Finalmente, el Gobierno nacional envió al Congreso su paquete de reformas con el que busca complementar el decreto de necesidad y urgencia, donde ya adelantaba que pretende derogar o modificar más de 300 leyes para desatar a la economía argentina de la maraña de normas que, según argumentaron, la perjudican.
Como hace una semana, se trata de un conjunto voluminoso de disposiciones sobre distintos aspectos de la política, la economía y lo social.

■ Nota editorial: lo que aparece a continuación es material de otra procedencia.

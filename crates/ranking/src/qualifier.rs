use crate::models::{Catch, Visibility};

/// Whether a catch with this visibility may contend for titles.
pub fn qualifies(visibility: Visibility) -> bool {
    match visibility {
        Visibility::Public | Visibility::FriendsOnly => true,
        Visibility::Private => false,
    }
}

/// Whether `catch` may contend for spot and territory titles.
///
/// Private catches are kept in the catch history but never compete.
pub fn is_contender(catch: &Catch) -> bool {
    qualifies(catch.visibility)
}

Por el momento, la presentación ha generado sentimientos encontrados: algunos consideran que el país se modernizará con estas propuestas y otros creen que el presidente va en busca de la suma del poder público.
Con todo, habrá que ponerse a leer la letra chica porque afecta más de un interés, de un sector y hasta de una provincia, entre ellas, Mendoza, puesto que ratifica las retenciones para el vino mendocino.

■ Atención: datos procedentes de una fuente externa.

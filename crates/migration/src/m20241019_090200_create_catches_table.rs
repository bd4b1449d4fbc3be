use sea_orm_migration::prelude::*;

use super::m20241019_090100_create_spots_table::Spots;

#[derive(DeriveMigrationName)]
pub struct Migration;

#[async_trait::async_trait]
impl MigrationTrait for Migration {
    async fn up(&self, manager: &SchemaManager) -> Result<(), DbErr> {
        manager
            .create_table(
                Table::create()
                    .table(Catches::Table)
                    .if_not_exists()
                    .col(
                        ColumnDef::new(Catches::Id)
                            .integer()
                            .not_null()
                            .auto_increment()
                            .primary_key(),
                    )
                    .col(ColumnDef::new(Catches::UserId).integer().not_null())
                    .col(ColumnDef::new(Catches::SpotId).integer())
                    .col(ColumnDef::new(Catches::Species).string().not_null())
                    .col(ColumnDef::new(Catches::Size).double().not_null())
                    .col(ColumnDef::new(Catches::Unit).string().not_null())
                    .col(ColumnDef::new(Catches::Visibility).string().not_null())
                    .col(
                        ColumnDef::new(Catches::CreatedAt)
                            .timestamp_with_time_zone()
                            .not_null(),
                    )
                    .foreign_key(
                        ForeignKey::create()
                            .name("fk-catch-spot_id")
                            .from(Catches::Table, Catches::SpotId)
                            .to(Spots::Table, Spots::Id),
                    )
                    .to_owned(),
            )
            .await?;

        manager
            .create_index(
                Index::create()
                    .name("idx-catches-spot_id")
                    .table(Catches::Table)
                    .col(Catches::SpotId)
                    .to_owned(),
            )
            .await?;

        manager
            .create_index(
                Index::create()
                    .name("idx-catches-user_id")
                    .table(Catches::Table)
                    .col(Catches::UserId)
                    .to_owned(),
            )
            .await
    }

    async fn down(&self, manager: &SchemaManager) -> Result<(), DbErr> {
        manager
            .drop_table(Table::drop().table(Catches::Table).to_owned())
            .await
    }
}

/// Learn more at https://docs.rs/sea-query#iden
#[derive(Iden)]
pub enum Catches {
    Table,
    Id,
    UserId,
    SpotId,
    Species,
    Size,
    Unit,
    Visibility,
    CreatedAt,
}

Como corolario, queda la sensación de que los cambios en este país con deudas como la pobreza deben darse en shock, sin graduación, en un juego al todo o nada, donde unos se arrogan una mejor lectura de la realidad y otros resisten por voluntad ideológica, sin encontrar puentes o puntos de consenso.
Lo que también está en emergencia en Argentina en alguna medida es esta falta de un proyecto que sirva como eje a los vaivenes y crisis, que pondere algunas cuestiones en común, consensuadas, sin tener que avasallar las instituciones.